Update: Techland has announced that Offical Mod Tools are coming to Dying Light and has since called modders a “massive part of our community” that they wish to see continue. You can enter any mod ideas for Dying Light here.
This past week saw the highly anticipated release of Techland’s newest zombie title, Dying Light. As has been the unfortunate case with several AAA titles recently, the game did not launch without a handful of glaring technical flaws. The PC version in particular left players less than impressed with the game’s poor multi-GPU optimization and CPU utilization, which both led to ridiculously hefty FPS drops. We’re talking well below the “cinematic” line.
But, hey, this is the PC version we’re talking about. Surely the community will band together and find ways to improve the experience via mods, right? Of course they will. And they did. The modding community was quick to dive into the game’s files and begin tweaking. These weren’t major performance overhauls. Instead, the first mod simply removed the film grain to enhance the visual experience for those that wished it gone. It sounds harmless enough, but Warner Bros. and Techland seem to have a different opinion on the matter.

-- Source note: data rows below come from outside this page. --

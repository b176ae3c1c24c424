//! Search predicate and its conversion to Qdrant `Filter`.
//!
//! A predicate is an AND of up to three clauses over scalar payload fields:
//! `document_id IN {...}`, `document_id NOT IN {...}` and `blocked == false`.
//! It is either handed to Qdrant or evaluated in-process against hits.

use std::fmt;

use qdrant_client::qdrant::{Condition, Filter};
use serde::{Deserialize, Serialize};
use tracing::debug;

use crate::errors::RagError;
use crate::record::{SearchHit, fields};

#[derive(Clone, Debug, Default, PartialEq, Eq, Serialize, Deserialize)]
pub struct Predicate {
    /// `Some(ids)` restricts hits to these documents; `None` means any document.
    pub include_documents: Option<Vec<String>>,
    #[serde(default)]
    pub exclude_documents: Vec<String>,
    #[serde(default)]
    pub exclude_blocked: bool,
}

impl Predicate {
    /// No restriction at all.
    pub fn any() -> Self {
        Self::default()
    }

    pub fn include(mut self, ids: impl IntoIterator<Item = impl Into<String>>) -> Self {
        self.include_documents = Some(ids.into_iter().map(Into::into).collect());
        self
    }

    pub fn exclude(mut self, ids: impl IntoIterator<Item = impl Into<String>>) -> Self {
        self.exclude_documents.extend(ids.into_iter().map(Into::into));
        self
    }

    pub fn unblocked_only(mut self) -> Self {
        self.exclude_blocked = true;
        self
    }

    pub fn is_trivial(&self) -> bool {
        self.include_documents.is_none() && self.exclude_documents.is_empty() && !self.exclude_blocked
    }

    /// Rejects predicates that cannot match anything meaningful.
    ///
    /// An explicit but empty inclusion set is an error, not "match all".
    pub fn validate(&self) -> Result<(), RagError> {
        if let Some(ids) = &self.include_documents {
            if ids.is_empty() {
                return Err(RagError::InvalidPredicate(
                    "document inclusion set is empty".into(),
                ));
            }
        }
        let all = self.include_documents.iter().flatten().chain(&self.exclude_documents);
        for id in all {
            if id.trim().is_empty() {
                return Err(RagError::InvalidPredicate("blank document id".into()));
            }
        }
        Ok(())
    }

    /// In-process evaluation against a hit's scalar fields.
    pub fn matches(&self, hit: &SearchHit) -> bool {
        if self.exclude_blocked && hit.blocked {
            return false;
        }
        if let Some(ids) = &self.include_documents {
            if !ids.iter().any(|id| *id == hit.document_id) {
                return false;
            }
        }
        !self.exclude_documents.iter().any(|id| *id == hit.document_id)
    }

    /// Native Qdrant filter. `None` for a trivial predicate.
    pub fn to_qdrant_filter(&self) -> Option<Filter> {
        if self.is_trivial() {
            return None;
        }
        let mut must: Vec<Condition> = Vec::new();
        let mut must_not: Vec<Condition> = Vec::new();

        if let Some(ids) = &self.include_documents {
            must.push(Condition::matches(fields::DOCUMENT_ID, ids.clone()));
        }
        if !self.exclude_documents.is_empty() {
            must_not.push(Condition::matches(
                fields::DOCUMENT_ID,
                self.exclude_documents.clone(),
            ));
        }
        if self.exclude_blocked {
            must.push(Condition::matches(fields::BLOCKED, false));
        }

        debug!(must = must.len(), must_not = must_not.len(), "predicate -> qdrant filter");
        Some(Filter {
            must,
            must_not,
            ..Default::default()
        })
    }
}

impl fmt::Display for Predicate {
    fn fmt(&self, f: &mut fmt::Formatter<'_>) -> fmt::Result {
        let mut clauses = Vec::new();
        if let Some(ids) = &self.include_documents {
            clauses.push(format!("{} in {:?}", fields::DOCUMENT_ID, ids));
        }
        if !self.exclude_documents.is_empty() {
            clauses.push(format!("{} not in {:?}", fields::DOCUMENT_ID, self.exclude_documents));
        }
        if self.exclude_blocked {
            clauses.push(format!("{} == false", fields::BLOCKED));
        }
        if clauses.is_empty() {
            f.write_str("true")
        } else {
            f.write_str(&clauses.join(" and "))
        }
    }
}

#[cfg(test)]
mod tests {
    use super::*;

    fn hit(doc: &str, blocked: bool) -> SearchHit {
        SearchHit {
            id: format!("{doc}-1"),
            text: "t".into(),
            document_id: doc.into(),
            page: 1,
            blocked,
            distance: 0.1,
        }
    }

    #[test]
    fn evaluates_all_clauses() {
        let p = Predicate::any().include(["a", "b"]).exclude(["b"]).unblocked_only();
        assert!(p.matches(&hit("a", false)));
        assert!(!p.matches(&hit("a", true)));
        assert!(!p.matches(&hit("b", false)));
        assert!(!p.matches(&hit("c", false)));
    }

    #[test]
    fn empty_inclusion_set_is_invalid() {
        let p = Predicate::any().include(Vec::<String>::new());
        assert!(matches!(p.validate(), Err(RagError::InvalidPredicate(_))));
        assert!(Predicate::any().exclude([" "]).validate().is_err());
        assert!(Predicate::any().validate().is_ok());
    }

    #[test]
    fn renders_as_expression() {
        let p = Predicate::any().include(["a.pdf"]).unblocked_only();
        assert_eq!(p.to_string(), r#"document_id in ["a.pdf"] and blocked == false"#);
        assert_eq!(Predicate::any().to_string(), "true");
    }

    #[test]
    fn qdrant_filter_splits_must_and_must_not() {
        assert!(Predicate::any().to_qdrant_filter().is_none());
        let f = Predicate::any()
            .include(["a"])
            .exclude(["b"])
            .unblocked_only()
            .to_qdrant_filter()
            .unwrap();
        assert_eq!(f.must.len(), 2);
        assert_eq!(f.must_not.len(), 1);
    }
}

Dying Light’s 1.2.1 patch included a fix that “blocked cheating by changing game’s data files”. It would seem that “modding” and “cheating” are now one in the same. If that message wasn’t clear enough, DMCA claims have been sent to those nefarious modders who dared to remove the film grain aesthetic. It’s an unnecessarily blunt and extreme approach that shows how far a publisher is willing to go to punish its own fans for innocently modifying the game to their liking, even if those tweaks remain in the single-player experience.
Techland once welcomed mods. You may recall seeing sites post their lists of the best mods available for Dead Island shortly after release. That was back when Techland’s work was being published by Deep Silver. So this recent change in stance on the modding community may have more to do with Techland’s new publisher, Warner Bros., than anything else. But that is purely speculation at this point.
The fact of the matter is this: mods add replayability and extend the life of a game. Fallout: New Vegas, Skyrim and Grand Theft Auto IV have been recent posterboys for modding. These titles, and countless others, have been given near life-like visual overhauls, all new campaigns with full voice acting and even entirely new maps. Developers should be embracing mods. And some still do!
It is disappointing to see Dying Light take such a strong stance against community created content. One could only imagine what that game could achieve it were able to take advantage of the collective creativity of the PC community. We’ll be sure to keep you updated on any further actions or announcements regarding Dying Light’s mod censorship. Feel free to dive into the comments below and share your thoughts on the topic.
Update: Techland has issued a statement on modding of Dying Light.
Regarding the modding, this is such mix up that we are clearing up hopefully today!
With the recent patch (1.2.1) on Steam we blocked cheating to make sure the game’s PvP system (Be The Zombie) would not be abused. This, however, had the side-effect of hindering mod-makers from making changes to the game.
Creating obstacles for modders has never been our intention. We are now working on a quick patch that will re-enable common tweaks while stopping cheating in the game’s multiplayer mode.
At Techland, we have always supported the mod community, and loved seeing how our own game can be changed by the players. A big part of the original Dead Island’s success was the passion and creativity of mod-makers from our community. We want the same for Dying Light.